WORK REQUIRED: Within the data below, find the string "prompt" and return each line where it occurs.
START EXERCISE INPUT
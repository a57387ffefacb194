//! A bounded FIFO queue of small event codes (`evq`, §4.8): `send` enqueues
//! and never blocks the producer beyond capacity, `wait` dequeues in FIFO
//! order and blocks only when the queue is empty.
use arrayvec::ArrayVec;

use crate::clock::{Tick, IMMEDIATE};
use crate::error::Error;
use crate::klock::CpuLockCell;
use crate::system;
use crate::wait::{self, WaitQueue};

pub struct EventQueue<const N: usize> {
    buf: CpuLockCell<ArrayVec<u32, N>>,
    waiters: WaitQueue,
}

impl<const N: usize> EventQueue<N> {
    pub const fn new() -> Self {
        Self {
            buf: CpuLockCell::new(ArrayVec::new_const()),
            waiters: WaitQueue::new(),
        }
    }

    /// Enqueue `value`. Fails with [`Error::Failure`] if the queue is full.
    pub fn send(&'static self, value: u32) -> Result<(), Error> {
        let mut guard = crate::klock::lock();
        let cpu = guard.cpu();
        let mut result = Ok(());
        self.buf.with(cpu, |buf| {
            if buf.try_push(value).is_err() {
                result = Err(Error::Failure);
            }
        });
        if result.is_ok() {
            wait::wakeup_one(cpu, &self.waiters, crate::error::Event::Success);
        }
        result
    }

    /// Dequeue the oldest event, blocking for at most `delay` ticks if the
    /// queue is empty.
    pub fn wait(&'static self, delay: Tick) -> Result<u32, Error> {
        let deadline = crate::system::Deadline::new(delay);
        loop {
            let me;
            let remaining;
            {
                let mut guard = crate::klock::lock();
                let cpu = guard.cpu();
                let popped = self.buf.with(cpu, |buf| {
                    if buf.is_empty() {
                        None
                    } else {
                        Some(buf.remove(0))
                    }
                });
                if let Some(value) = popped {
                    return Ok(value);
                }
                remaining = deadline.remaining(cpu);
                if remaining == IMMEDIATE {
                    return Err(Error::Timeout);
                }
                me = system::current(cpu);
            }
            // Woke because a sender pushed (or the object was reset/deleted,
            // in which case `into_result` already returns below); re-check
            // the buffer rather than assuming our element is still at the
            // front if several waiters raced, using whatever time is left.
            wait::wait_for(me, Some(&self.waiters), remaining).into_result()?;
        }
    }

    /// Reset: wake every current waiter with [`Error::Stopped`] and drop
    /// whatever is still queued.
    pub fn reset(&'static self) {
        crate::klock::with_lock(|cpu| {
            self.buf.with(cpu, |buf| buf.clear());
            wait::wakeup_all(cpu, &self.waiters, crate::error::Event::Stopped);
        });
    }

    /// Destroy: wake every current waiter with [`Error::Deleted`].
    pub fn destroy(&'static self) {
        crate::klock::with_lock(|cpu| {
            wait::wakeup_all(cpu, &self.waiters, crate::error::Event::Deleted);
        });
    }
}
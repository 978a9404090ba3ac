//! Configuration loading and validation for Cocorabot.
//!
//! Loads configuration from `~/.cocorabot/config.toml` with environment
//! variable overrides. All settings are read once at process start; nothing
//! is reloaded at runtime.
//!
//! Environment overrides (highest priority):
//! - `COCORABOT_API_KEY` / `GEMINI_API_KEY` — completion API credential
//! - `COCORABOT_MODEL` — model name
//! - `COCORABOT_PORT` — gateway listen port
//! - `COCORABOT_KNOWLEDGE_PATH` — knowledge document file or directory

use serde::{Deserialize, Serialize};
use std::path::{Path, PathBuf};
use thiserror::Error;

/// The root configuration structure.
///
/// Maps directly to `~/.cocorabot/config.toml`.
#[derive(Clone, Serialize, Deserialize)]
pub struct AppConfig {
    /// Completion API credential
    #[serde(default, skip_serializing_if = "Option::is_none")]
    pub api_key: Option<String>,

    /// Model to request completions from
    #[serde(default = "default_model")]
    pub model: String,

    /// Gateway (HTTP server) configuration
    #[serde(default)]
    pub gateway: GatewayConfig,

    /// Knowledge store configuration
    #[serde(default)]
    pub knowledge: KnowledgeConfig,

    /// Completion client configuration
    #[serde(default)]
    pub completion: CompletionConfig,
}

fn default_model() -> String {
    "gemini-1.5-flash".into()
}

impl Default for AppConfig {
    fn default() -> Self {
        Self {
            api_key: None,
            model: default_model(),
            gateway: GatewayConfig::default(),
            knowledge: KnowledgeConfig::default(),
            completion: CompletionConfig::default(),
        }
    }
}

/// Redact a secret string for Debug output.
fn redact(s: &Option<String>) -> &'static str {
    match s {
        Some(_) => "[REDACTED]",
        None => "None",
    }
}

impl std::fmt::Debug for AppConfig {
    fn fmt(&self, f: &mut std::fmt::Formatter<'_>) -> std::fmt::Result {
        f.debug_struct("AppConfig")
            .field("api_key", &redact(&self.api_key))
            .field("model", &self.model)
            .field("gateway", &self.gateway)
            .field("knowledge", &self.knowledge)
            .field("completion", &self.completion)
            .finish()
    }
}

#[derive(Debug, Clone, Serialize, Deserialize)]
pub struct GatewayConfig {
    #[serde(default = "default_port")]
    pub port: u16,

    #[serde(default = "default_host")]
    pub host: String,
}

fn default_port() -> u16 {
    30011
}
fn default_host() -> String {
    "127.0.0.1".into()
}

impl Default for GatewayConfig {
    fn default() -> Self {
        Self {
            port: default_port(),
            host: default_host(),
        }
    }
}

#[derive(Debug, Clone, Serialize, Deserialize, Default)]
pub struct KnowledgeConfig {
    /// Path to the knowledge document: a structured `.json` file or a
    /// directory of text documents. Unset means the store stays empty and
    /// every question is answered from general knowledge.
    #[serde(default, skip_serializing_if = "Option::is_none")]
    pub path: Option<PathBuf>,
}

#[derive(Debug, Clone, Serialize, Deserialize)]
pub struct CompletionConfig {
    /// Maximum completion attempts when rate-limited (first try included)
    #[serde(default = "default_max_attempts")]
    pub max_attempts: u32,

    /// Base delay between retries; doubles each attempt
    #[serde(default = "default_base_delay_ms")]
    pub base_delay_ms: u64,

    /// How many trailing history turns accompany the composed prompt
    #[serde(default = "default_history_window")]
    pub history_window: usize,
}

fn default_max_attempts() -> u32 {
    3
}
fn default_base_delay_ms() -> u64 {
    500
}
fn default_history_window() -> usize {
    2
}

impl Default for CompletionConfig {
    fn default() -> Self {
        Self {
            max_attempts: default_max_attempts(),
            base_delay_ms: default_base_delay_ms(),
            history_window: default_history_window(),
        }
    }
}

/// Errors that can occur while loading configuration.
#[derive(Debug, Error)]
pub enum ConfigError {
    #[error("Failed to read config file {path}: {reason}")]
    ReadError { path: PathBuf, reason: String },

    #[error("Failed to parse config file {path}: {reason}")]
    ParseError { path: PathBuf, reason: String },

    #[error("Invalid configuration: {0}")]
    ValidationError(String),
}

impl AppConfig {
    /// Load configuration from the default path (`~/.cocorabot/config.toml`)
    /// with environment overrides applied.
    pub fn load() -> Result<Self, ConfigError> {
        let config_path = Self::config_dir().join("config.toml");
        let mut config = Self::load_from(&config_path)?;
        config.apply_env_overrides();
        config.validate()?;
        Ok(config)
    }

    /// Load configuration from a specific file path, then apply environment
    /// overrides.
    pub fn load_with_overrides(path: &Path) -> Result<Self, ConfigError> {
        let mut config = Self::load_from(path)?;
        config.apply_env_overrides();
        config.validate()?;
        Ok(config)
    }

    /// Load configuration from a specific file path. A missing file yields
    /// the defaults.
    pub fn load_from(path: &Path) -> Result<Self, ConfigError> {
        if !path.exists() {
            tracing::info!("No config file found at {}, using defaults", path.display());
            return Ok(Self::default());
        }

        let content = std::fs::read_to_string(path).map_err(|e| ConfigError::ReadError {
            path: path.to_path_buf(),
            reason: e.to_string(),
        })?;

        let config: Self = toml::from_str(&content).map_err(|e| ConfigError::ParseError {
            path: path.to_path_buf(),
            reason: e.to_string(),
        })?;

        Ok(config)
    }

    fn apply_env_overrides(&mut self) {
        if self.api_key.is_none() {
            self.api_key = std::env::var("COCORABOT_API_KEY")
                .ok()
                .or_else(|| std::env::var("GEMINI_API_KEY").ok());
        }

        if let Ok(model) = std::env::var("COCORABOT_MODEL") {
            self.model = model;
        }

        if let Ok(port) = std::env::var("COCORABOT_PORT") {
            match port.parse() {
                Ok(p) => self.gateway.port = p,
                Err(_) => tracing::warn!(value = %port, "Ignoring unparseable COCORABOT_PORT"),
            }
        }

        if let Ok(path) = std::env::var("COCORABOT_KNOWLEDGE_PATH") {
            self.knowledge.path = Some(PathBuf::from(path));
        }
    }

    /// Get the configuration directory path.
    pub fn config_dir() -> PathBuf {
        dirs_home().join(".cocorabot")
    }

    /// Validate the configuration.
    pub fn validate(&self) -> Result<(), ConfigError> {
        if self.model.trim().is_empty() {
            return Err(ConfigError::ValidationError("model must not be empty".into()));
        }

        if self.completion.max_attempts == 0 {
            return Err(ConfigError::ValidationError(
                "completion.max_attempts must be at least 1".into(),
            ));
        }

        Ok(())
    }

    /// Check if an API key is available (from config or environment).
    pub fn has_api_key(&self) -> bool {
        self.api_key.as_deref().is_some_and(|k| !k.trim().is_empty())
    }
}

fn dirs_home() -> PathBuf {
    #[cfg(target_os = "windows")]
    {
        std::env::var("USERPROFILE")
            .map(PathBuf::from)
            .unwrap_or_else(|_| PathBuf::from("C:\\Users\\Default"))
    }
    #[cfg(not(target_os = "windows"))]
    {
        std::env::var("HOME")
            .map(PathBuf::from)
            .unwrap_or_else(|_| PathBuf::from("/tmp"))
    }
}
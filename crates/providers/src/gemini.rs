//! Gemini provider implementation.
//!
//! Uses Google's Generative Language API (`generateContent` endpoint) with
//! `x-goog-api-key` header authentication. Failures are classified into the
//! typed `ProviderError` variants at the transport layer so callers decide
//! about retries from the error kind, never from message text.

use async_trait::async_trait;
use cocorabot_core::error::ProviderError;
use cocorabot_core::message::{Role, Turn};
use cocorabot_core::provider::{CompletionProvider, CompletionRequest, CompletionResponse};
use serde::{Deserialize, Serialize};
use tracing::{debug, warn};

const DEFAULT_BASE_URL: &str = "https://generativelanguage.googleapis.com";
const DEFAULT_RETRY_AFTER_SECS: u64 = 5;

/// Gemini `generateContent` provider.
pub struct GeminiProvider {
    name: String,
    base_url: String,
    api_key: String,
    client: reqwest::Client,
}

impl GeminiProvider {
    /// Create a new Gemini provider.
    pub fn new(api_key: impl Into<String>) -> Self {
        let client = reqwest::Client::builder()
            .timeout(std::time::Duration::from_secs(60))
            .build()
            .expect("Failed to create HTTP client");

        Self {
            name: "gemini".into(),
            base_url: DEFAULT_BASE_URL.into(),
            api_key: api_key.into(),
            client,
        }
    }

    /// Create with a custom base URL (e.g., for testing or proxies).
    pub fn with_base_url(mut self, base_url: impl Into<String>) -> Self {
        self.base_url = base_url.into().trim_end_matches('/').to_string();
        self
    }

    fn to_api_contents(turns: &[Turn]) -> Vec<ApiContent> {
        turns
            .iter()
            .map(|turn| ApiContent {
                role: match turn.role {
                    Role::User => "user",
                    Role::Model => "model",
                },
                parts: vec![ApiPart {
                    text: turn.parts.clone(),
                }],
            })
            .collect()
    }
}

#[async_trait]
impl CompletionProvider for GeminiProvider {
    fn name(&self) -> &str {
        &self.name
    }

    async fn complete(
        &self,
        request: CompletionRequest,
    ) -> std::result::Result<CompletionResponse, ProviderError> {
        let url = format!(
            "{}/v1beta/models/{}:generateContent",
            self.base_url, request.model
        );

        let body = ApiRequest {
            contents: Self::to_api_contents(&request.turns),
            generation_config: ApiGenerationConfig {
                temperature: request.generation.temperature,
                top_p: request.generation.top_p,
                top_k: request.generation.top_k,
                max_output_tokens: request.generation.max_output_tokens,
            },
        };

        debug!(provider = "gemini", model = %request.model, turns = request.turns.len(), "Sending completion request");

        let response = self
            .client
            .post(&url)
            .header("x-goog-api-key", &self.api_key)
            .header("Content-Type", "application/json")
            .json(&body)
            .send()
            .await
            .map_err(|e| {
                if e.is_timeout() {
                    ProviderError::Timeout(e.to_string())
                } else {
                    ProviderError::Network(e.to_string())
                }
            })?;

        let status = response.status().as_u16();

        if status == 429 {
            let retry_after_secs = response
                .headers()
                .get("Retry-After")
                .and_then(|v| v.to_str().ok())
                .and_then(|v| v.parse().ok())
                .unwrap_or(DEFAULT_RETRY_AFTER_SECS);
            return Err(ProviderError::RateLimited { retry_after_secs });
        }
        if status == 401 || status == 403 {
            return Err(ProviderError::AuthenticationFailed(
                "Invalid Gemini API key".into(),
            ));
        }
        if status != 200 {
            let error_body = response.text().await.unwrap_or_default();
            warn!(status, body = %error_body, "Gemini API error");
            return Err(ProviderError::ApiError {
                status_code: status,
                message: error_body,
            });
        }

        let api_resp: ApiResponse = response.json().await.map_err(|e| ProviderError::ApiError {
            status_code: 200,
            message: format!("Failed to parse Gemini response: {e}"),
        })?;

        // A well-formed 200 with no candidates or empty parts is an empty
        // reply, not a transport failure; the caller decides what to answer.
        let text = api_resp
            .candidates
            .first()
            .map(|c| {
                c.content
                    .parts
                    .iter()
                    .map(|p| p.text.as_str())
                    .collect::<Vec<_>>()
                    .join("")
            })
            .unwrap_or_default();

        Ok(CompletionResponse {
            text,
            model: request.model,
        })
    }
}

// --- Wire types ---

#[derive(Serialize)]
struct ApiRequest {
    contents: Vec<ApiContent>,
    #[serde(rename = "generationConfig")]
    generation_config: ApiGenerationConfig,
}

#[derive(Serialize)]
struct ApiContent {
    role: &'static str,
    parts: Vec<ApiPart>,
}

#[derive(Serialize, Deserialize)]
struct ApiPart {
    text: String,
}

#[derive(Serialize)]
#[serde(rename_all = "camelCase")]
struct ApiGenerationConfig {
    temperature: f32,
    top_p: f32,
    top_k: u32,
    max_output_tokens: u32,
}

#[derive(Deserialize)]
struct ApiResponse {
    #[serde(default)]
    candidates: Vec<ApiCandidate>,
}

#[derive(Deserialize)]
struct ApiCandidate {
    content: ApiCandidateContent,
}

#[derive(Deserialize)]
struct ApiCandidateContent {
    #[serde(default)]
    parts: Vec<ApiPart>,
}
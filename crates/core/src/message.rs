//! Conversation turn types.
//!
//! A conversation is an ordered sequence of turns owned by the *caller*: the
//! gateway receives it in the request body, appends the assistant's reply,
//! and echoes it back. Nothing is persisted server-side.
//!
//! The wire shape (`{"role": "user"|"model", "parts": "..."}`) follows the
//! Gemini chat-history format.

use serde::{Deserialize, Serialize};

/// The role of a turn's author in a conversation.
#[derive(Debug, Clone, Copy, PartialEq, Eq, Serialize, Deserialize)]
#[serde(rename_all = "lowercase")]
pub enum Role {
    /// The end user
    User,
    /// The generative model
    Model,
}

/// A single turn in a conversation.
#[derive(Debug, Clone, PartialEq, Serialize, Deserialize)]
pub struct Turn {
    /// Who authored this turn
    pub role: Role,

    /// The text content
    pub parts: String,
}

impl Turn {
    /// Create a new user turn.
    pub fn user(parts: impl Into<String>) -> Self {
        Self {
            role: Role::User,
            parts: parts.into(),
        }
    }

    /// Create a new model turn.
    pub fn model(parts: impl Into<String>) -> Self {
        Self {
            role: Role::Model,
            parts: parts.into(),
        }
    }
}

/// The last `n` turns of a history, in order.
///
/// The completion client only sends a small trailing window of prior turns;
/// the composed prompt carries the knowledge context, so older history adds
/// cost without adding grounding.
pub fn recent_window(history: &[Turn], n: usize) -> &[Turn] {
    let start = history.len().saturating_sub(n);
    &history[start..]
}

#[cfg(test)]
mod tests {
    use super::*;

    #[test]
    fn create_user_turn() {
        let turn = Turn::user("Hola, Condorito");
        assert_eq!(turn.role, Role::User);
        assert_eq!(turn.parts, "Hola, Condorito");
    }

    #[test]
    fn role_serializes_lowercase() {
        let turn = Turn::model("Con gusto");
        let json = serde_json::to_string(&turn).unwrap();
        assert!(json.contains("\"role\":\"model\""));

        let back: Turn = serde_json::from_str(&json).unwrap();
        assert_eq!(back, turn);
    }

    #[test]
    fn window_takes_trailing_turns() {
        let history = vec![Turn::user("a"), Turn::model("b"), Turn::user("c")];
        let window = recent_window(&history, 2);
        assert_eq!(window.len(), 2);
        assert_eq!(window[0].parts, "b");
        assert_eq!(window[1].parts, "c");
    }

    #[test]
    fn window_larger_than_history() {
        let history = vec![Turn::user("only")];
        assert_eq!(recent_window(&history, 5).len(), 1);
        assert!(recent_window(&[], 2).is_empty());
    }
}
END EXERCISE INPUT
WRITTEN ANSWER:
    /// How many trailing history turns accompany the composed prompt
/// the composed prompt carries the knowledge context, so older history adds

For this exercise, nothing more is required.